Homemade Bicycle Repair Stand

For a long time, I had wanted a repair stand in order to work on my bikes. These stands are meant to support the bike by one of their tubes in an elevated position so you can freely turn the wheels and easily access parts. However, many high quality stands are expensive. They range anywhere between $150 to $250. After reading a thread in BikeForums that was started by a guy who did the same thing, I also decided to build my own using parts from Home Depot. My goal was to keep it all under $50... preferably closer to $30. I knew I wasn't going to end up with something that has all the features of a quality Park Tool stand or anything but I at least hoped to build a solid and functional workstand.

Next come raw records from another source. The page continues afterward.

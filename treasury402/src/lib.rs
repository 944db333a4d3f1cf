#![cfg_attr(docsrs, feature(doc_auto_cfg))]

//! Core types for the treasury pay-per-content unlock flow.
//!
//! Gated content on the treasury platform is unlocked with an HTTP-402-style
//! challenge/response exchange: the resource server answers an unpaid request
//! with an EIP-712 typed-data template describing an ERC-3009
//! `TransferWithAuthorization`, the user's wallet signs it, and the client
//! resubmits the request with the signature in an `X-PAYMENT` header.
//! Settlement happens off-client.
//!
//! This crate holds everything that does not need an HTTP stack or local
//! key material. Transport lives in `treasury402-http`, EIP-712 hashing
//! and the local key wallet in `treasury402-evm`.
//!
//! # Modules
//!
//! - [`networks`] - Network/asset registry and default network selection
//! - [`wallet`] - Wallet kinds, the provider interface, locator, connect and signing
//! - [`proto`] - Challenge and typed-data wire types, payment-proof header
//! - [`session`] - The payment session state record and its transitions
//! - [`error`] - The payment error taxonomy
//! - [`timestamp`] - Unix timestamps for authorization validity windows
//!
//! # Feature Flags
//!
//! - `telemetry` - Enables tracing instrumentation
//! - `test-utils` - Exposes a scriptable [`wallet::mock::MockProvider`]

pub mod error;
pub mod networks;
pub mod proto;
pub mod session;
pub mod timestamp;
pub mod wallet;

pub use error::PaymentError;
pub use networks::{Currency, NetworkId, NetworkProfile, NetworkRegistry};
pub use proto::{PaymentChallenge, PaymentProofHeader, SignedAuthorization, TypedData};
pub use session::{PaymentPhase, PaymentSessionState, SessionView};
pub use wallet::{WalletKind, WalletProvider, WalletSession};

I used the same basic design as others in that thread: 18" long 3/4" diameter pipe for the Pony clamp to a 1"->3/4" reducer-elbow to a 1" diameter. I managed to pick up a 60" long 1" diameter pipe so it's all one segment as opposed to the other two folks who used shorter segments coupled together. However, I opted to go for a flange coupled to a particle board 2'x2' base instead of using a pipe base. I figured that a base extending out at least as far or further than the horizontal arm should be stable enough.

The vertical pipe is attached using four bolts to the base. Yes, I need to remove the ugly sticker.

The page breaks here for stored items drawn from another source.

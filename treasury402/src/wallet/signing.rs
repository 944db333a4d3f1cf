//! Typed-data signing through a connected wallet.
//!
//! Two call shapes exist for `eth_signTypedData_v4`. The standard one sends
//! the checksummed signer and the typed data as a JSON string; OKX's
//! extension wants the lower-case signer and the typed data as an object.
//! Both return the same signature, which is normalised here so the server
//! sees one format regardless of wallet.
//!
//! Signing is never retried: every signature authorizes a specific amount,
//! so a retry must come from the user.

use alloy_primitives::{Address, Bytes};
use serde_json::{Value, json};
#[cfg(feature = "telemetry")]
use tracing::instrument;

use super::{ETH_SIGN_TYPED_DATA_V4, ProviderError, WalletSession};
use crate::error::PaymentError;
use crate::proto::{SignedAuthorization, TypedData, normalize_signature};

/// How a wallet expects `eth_signTypedData_v4` to be called.
#[derive(Debug, Clone, Copy, PartialEq, Eq)]
pub enum SigningMethod {
    /// `[checksummed address, JSON string]`.
    Standard,
    /// `[lower-case address, typed-data object]`.
    ExtensionDirect,
}

impl SigningMethod {
    /// Builds the request parameters for this call shape.
    ///
    /// # Errors
    ///
    /// Returns [`PaymentError::Encoding`] if the typed data cannot be serialized.
    pub fn params(self, from: Address, typed_data: &TypedData) -> Result<Value, PaymentError> {
        let encode_err = |e: serde_json::Error| PaymentError::Encoding(e.to_string());
        match self {
            Self::Standard => {
                let payload = serde_json::to_string(typed_data).map_err(encode_err)?;
                Ok(json!([from.to_checksum(None), payload]))
            }
            Self::ExtensionDirect => {
                let payload = serde_json::to_value(typed_data).map_err(encode_err)?;
                Ok(json!([format!("{from:#x}"), payload]))
            }
        }
    }
}

/// Asks the session's wallet to sign `typed_data`.
///
/// `typed_data` must already carry `message.from`; it is moved into the
/// returned [`SignedAuthorization`] untouched.
///
/// # Errors
///
/// - [`PaymentError::SignatureRejected`] if the user declines, with the wallet's message
/// - [`PaymentError::Provider`] for any other wallet failure
/// - [`PaymentError::Authorization`] if the wallet returns something that is not a signature
#[cfg_attr(
    feature = "telemetry",
    instrument(skip_all, err, fields(kind = %session.kind, method = ?session.signing))
)]
pub async fn sign_typed_data(
    session: &WalletSession,
    typed_data: TypedData,
) -> Result<SignedAuthorization, PaymentError> {
    let params = session.signing.params(session.address, &typed_data)?;
    let raw = session
        .provider
        .request(ETH_SIGN_TYPED_DATA_V4, params)
        .await
        .map_err(|err| {
            if err.is_user_rejection() {
                PaymentError::SignatureRejected(err.message)
            } else {
                PaymentError::Provider(err)
            }
        })?;

    let raw: Bytes = serde_json::from_value(raw)
        .map_err(|e| ProviderError::malformed(ETH_SIGN_TYPED_DATA_V4, e))?;
    let signature =
        normalize_signature(&raw).map_err(|e| PaymentError::Authorization(e.to_string()))?;

    #[cfg(feature = "telemetry")]
    tracing::debug!(signer = %session.address, "typed data signed");

    Ok(SignedAuthorization::new(typed_data, signature, session.address))
}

I decided to use some large washers to spread out the load on the bottom. In order to allow the base to sit flat, I had to countersink the bolt and washer. Unfortunately, I didn't have a spade bit large enough... strike that. I couldn't find any of my spade bits... grrrrrr. I need to clean my garage. So instead, I used my router which worked pretty well since it allowed me to compensate for some CEP (circular error probable) and provided me with a consistant countersink depth. As you can see, I traced the flange first, marked the holes, overlaid the washers onto the holes and then traced the washers to tell me where I needed to route.

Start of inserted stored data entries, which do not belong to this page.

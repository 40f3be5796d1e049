//! The simple timed recipes (Decarb, MixOil), VentPump, CleanPump, and the
//! terminal Error state.

use crate::error::FailureMode;
use crate::fsm::State;
use crate::hardware::ValveId;

use super::system_check::SystemCheckData;
use super::{Ctx, StepResult, Transition};

pub fn decarb(ctx: &mut Ctx, d: &mut super::prep::TimedData) -> StepResult {
    timed_heat(ctx, d, ctx.cfg.decarb.temperature, f64::from(ctx.cfg.decarb.time_minutes) * 60.0)
}

pub fn mix_oil(ctx: &mut Ctx, d: &mut super::prep::TimedData) -> StepResult {
    timed_heat(ctx, d, ctx.cfg.oil_mix.temperature, f64::from(ctx.cfg.oil_mix.time_minutes) * 60.0)
}

fn timed_heat(ctx: &mut Ctx, d: &mut super::prep::TimedData, setpoint: f64, duration_s: f64) -> StepResult {
    d.elapsed_s += ctx.dt_s;
    if d.elapsed_s <= ctx.dt_s {
        ctx.pid.set_setpoint(setpoint);
        ctx.pid.pid_on();
    }
    let temp = match ctx.hw.bottom_temperature() {
        Ok(t) => t,
        Err(e) => return Ok(Some(Transition::error(FailureMode::HeaterError, e.to_string()))),
    };
    let (output, _) = ctx.pid.update(temp, ctx.dt_s);
    ctx.hw.set_bottom_heater_percent(output as u8)?;
    if d.elapsed_s < duration_s {
        return Ok(None);
    }
    ctx.pid.pid_off();
    ctx.hw.set_bottom_heater_percent(0)?;
    Ok(Some(Transition::To(State::Ready)))
}

#[derive(Debug, Clone, Copy, PartialEq, Eq)]
enum VentCyclePhase {
    Depressurize,
    Vent,
}

#[derive(Debug, Clone, Copy, PartialEq)]
pub struct VentPumpData {
    phase: VentCyclePhase,
    phase_elapsed_s: f64,
    cycle: u32,
}

impl Default for VentPumpData {
    fn default() -> Self {
        Self { phase: VentCyclePhase::Depressurize, phase_elapsed_s: 0.0, cycle: 0 }
    }
}

pub fn vent_pump(ctx: &mut Ctx, d: &mut VentPumpData) -> StepResult {
    d.phase_elapsed_s += ctx.dt_s;
    match d.phase {
        VentCyclePhase::Depressurize => {
            if d.phase_elapsed_s <= ctx.dt_s {
                for id in ValveId::ALL {
                    ctx.hw.set_valve(id, 0)?;
                }
                ctx.hw.set_pump_pwm(100)?;
            }
            if d.phase_elapsed_s < 20.0 {
                return Ok(None);
            }
            ctx.hw.set_pump_pwm(0)?;
            ctx.hw.set_valve(ValveId::V2, 100)?;
            d.phase = VentCyclePhase::Vent;
            d.phase_elapsed_s = 0.0;
            Ok(None)
        }
        VentCyclePhase::Vent => {
            if d.phase_elapsed_s < 5.0 {
                return Ok(None);
            }
            ctx.hw.set_valve(ValveId::V2, 0)?;
            d.cycle += 1;
            if d.cycle >= 3 {
                ctx.hw.set_valves_in_relax_position()?;
                if ctx.fsm.start_extract_after_vent {
                    ctx.fsm.start_extract_after_vent = false;
                    let mut resumed = SystemCheckData::default();
                    resumed.step = 1;
                    return Ok(Some(Transition::To(State::SystemCheck(resumed))));
                }
                return Ok(Some(Transition::To(State::Ready)));
            }
            d.phase = VentCyclePhase::Depressurize;
            d.phase_elapsed_s = 0.0;
            Ok(None)
        }
    }
}

/// How long CleanPump runs the pump before relaxing back to Ready, absent
/// an early Play-long-press force-afterstill.
const CLEAN_PUMP_DURATION_S: f64 = 300.0;

pub fn clean_pump(ctx: &mut Ctx, d: &mut super::prep::TimedData) -> StepResult {
    d.elapsed_s += ctx.dt_s;
    if d.elapsed_s <= ctx.dt_s {
        ctx.hw.set_pump_pwm(100)?;
    }
    if ctx.fsm.force_afterstill {
        ctx.fsm.force_afterstill = false;
    } else if d.elapsed_s < CLEAN_PUMP_DURATION_S {
        return Ok(None);
    }
    ctx.hw.set_pump_pwm(0)?;
    ctx.hw.set_valves_in_relax_position()?;
    Ok(Some(Transition::To(State::Ready)))
}

#[derive(Debug, Clone, PartialEq, Default)]
pub struct ErrorData;

pub fn error(ctx: &mut Ctx, _d: &mut ErrorData) -> StepResult {
    ctx.hw.set_bottom_heater_percent(0)?;
    ctx.hw.set_pump_pwm(0)?;
    ctx.hw.set_fan_pwm(0)?;
    ctx.pid.pid_off();
    ctx.hw.blink_fault();
    Ok(None)
}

I then decided to create a drill-through clearance hole on the wood blocks to allow them to pass along the 3/4" pipe. I used a 1" bore for that. I then stuck the two 2"x4" sections together and bored through vertically to create the concave channels in each half of the wood block clamp pads. Then I stretched some old innertubes into the concave sections and stapled at the edges to act as rubber padding. Nevertheless, I still use a rag around the seatpost for extra measure.

All told the entire project took me about five hours of my time including gathering of materials and construction/assembly. Total cost of materials was just shy of $40. Home Depot isn't the cheapest place to get these parts but I did have a gift card that my in-laws gave me for Christmas and felt that was a good use of it. Some other people have claimed to have sourced the Pony clamp for about $3. Mine cost me $12. And pipes could have been found for about half the price. If I had hunted around, I probably could have built this for well under $20 in material. Additionally, cheap repair stands can be found via some online retailers for around $40 + S&H. However, I feel that sometimes there's a little added value in building something yourself. Besides, I know my stand is much more stout (if a bit heavy) than those cheap stands that are liable to last only a couple of years.

Posted by khuon on Thu, 05 May 2005, 01:50:15 UTC-08:00

I read your link on bike forums
Just wanted to say thank you for showing us the way to build a bike stand.
I am 41 years old and want to start to work on my bikes but I dont like bending over the bike all the time.